> **Problem to work on**
Where the listing below reaches the line containing "filename src/bot/handlers/mod.rs", start writing out lines exactly, and stop once the line containing "shared by every" has been written.

====

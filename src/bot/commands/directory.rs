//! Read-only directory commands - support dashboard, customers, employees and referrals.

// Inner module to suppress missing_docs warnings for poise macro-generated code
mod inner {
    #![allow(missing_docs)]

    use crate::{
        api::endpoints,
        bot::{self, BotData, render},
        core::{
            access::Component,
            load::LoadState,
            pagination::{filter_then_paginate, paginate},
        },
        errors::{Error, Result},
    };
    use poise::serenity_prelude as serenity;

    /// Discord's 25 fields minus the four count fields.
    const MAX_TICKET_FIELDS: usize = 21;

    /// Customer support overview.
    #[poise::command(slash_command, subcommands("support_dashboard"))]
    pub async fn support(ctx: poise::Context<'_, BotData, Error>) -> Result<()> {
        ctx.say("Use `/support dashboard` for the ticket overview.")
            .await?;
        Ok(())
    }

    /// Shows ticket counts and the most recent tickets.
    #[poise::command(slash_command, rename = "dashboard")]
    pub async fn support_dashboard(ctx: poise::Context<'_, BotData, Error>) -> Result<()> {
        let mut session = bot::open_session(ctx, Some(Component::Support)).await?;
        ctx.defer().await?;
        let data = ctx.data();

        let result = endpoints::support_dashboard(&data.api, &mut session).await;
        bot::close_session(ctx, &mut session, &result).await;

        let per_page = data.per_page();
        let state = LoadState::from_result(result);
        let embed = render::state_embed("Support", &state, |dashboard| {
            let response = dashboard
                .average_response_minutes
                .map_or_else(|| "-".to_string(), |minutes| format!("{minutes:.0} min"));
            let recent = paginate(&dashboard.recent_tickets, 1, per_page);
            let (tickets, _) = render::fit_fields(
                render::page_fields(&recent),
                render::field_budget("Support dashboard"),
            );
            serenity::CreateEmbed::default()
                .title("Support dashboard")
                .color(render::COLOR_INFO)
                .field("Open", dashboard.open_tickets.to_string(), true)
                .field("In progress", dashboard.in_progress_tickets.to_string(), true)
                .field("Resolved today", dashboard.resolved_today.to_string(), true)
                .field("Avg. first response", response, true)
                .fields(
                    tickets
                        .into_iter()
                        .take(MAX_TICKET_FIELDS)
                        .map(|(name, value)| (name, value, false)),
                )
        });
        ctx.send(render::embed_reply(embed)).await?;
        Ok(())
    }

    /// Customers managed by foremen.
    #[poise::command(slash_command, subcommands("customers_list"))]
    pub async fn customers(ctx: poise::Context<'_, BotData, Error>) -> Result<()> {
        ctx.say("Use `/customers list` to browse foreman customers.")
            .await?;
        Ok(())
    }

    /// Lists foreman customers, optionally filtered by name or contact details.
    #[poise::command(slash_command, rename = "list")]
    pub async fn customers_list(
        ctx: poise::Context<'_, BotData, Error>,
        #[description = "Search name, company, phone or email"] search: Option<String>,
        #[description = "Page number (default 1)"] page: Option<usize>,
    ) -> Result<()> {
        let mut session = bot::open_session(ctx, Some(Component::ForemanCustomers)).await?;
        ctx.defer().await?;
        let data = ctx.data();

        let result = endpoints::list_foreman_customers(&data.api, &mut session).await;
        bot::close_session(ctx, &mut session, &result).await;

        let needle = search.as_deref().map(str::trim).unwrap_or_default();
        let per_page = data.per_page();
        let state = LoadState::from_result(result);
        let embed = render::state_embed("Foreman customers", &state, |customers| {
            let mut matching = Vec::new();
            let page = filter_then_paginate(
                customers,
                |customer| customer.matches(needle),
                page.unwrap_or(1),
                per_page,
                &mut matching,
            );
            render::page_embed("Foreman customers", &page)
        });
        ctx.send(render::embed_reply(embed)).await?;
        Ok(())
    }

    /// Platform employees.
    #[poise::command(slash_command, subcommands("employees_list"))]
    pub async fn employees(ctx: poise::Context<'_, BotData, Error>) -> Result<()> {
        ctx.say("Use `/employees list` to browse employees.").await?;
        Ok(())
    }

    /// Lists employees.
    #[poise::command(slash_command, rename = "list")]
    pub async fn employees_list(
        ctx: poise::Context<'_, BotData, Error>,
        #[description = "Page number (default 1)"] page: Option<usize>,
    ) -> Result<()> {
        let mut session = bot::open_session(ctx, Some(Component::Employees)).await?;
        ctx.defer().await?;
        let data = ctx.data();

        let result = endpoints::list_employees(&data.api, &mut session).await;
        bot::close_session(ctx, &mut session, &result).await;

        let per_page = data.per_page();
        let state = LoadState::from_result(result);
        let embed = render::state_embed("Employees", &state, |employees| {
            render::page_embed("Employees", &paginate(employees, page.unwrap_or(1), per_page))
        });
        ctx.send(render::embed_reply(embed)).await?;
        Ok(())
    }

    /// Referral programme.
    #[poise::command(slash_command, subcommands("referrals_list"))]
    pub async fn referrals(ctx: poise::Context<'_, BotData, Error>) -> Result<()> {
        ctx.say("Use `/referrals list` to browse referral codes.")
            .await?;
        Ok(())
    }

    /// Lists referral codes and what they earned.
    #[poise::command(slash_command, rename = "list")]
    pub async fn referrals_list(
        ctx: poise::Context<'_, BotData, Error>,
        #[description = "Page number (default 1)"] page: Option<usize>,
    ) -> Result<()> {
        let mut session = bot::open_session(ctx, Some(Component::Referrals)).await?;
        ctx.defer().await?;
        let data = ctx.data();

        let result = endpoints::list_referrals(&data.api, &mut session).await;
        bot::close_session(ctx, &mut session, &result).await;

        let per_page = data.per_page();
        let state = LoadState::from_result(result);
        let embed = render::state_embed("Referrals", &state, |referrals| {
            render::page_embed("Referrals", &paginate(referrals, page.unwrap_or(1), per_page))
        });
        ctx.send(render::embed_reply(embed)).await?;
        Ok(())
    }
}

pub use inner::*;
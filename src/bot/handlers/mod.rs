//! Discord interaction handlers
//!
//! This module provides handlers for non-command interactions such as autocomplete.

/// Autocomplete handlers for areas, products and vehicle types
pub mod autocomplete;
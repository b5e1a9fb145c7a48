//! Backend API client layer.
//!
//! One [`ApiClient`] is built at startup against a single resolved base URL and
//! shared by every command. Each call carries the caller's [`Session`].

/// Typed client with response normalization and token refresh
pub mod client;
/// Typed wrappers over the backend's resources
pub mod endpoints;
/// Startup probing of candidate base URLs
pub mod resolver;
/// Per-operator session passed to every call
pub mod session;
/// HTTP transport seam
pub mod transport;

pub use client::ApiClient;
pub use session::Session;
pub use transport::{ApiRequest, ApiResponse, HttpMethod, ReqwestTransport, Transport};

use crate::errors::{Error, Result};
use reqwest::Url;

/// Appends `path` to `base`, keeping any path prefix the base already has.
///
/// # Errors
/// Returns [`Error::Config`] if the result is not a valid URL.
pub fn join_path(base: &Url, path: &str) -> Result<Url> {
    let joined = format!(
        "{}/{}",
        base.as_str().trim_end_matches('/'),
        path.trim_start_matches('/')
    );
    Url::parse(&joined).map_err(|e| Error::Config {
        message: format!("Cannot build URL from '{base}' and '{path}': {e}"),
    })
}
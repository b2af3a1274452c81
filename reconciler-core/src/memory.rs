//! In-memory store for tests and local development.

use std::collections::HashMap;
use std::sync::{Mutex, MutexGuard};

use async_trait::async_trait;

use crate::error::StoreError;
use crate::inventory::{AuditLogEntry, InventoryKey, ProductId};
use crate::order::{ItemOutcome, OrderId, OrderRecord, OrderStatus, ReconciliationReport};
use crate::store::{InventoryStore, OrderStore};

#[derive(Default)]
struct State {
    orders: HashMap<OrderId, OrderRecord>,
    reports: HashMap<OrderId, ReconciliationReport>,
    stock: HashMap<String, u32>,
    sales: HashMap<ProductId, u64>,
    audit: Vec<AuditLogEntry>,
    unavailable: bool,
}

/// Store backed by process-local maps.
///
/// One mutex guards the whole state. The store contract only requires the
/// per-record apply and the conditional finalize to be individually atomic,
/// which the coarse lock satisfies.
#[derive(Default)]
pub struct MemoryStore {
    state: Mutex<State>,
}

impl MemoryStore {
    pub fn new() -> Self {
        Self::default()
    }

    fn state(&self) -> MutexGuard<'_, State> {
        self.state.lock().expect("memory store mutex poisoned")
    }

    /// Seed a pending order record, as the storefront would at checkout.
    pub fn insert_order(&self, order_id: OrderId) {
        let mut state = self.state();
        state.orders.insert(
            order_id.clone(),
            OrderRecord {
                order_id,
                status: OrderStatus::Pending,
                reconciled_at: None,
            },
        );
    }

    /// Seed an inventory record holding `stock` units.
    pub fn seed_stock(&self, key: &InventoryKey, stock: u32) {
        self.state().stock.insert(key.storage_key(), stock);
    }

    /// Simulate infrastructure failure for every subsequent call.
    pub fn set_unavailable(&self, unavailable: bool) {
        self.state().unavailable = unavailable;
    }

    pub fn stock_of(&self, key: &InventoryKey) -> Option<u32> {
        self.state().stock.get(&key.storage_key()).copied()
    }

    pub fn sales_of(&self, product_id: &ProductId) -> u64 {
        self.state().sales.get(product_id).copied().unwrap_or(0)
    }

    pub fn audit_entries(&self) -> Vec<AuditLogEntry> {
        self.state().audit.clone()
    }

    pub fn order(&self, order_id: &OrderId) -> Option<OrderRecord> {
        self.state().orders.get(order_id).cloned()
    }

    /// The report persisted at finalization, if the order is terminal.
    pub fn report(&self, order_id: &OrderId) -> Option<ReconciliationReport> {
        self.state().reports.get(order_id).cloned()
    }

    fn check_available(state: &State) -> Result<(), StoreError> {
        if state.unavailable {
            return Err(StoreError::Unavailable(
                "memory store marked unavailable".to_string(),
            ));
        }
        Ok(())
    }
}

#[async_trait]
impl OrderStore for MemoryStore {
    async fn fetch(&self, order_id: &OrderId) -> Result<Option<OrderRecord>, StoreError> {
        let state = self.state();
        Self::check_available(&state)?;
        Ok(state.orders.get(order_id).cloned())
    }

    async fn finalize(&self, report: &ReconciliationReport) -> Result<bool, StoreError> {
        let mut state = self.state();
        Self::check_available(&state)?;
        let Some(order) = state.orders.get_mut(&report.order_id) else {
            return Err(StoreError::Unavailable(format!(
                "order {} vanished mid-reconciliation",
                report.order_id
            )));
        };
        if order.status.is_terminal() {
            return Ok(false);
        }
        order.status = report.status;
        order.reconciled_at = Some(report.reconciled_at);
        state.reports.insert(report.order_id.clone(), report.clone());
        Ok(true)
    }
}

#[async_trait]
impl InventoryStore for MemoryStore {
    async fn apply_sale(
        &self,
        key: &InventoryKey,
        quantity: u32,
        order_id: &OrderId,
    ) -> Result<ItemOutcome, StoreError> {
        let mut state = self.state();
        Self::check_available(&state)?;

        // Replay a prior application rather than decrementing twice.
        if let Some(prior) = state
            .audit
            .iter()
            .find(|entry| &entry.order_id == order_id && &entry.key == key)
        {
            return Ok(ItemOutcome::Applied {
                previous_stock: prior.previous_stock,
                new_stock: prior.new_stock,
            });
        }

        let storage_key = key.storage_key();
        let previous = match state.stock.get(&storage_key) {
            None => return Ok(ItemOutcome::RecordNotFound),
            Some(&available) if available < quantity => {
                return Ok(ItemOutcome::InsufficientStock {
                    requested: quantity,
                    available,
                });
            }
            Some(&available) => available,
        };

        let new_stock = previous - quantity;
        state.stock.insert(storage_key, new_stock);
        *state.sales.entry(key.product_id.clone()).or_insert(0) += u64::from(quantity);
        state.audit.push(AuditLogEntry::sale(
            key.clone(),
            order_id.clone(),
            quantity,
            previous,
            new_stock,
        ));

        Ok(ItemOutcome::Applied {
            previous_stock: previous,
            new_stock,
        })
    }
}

====

> **Solution to the problem**
filename src/bot/handlers/mod.rs
//! Discord interaction handlers
//!
//! This module provides handlers for non-command interactions such as autocomplete.

/// Autocomplete handlers for areas, products and vehicle types
pub mod autocomplete;
repository b5e1a9fb145c7a48
//! Backend API client layer.
//!
//! One [`ApiClient`] is built at startup against a single resolved base URL and
//! shared by every command. Each call carries the caller's [`Session`].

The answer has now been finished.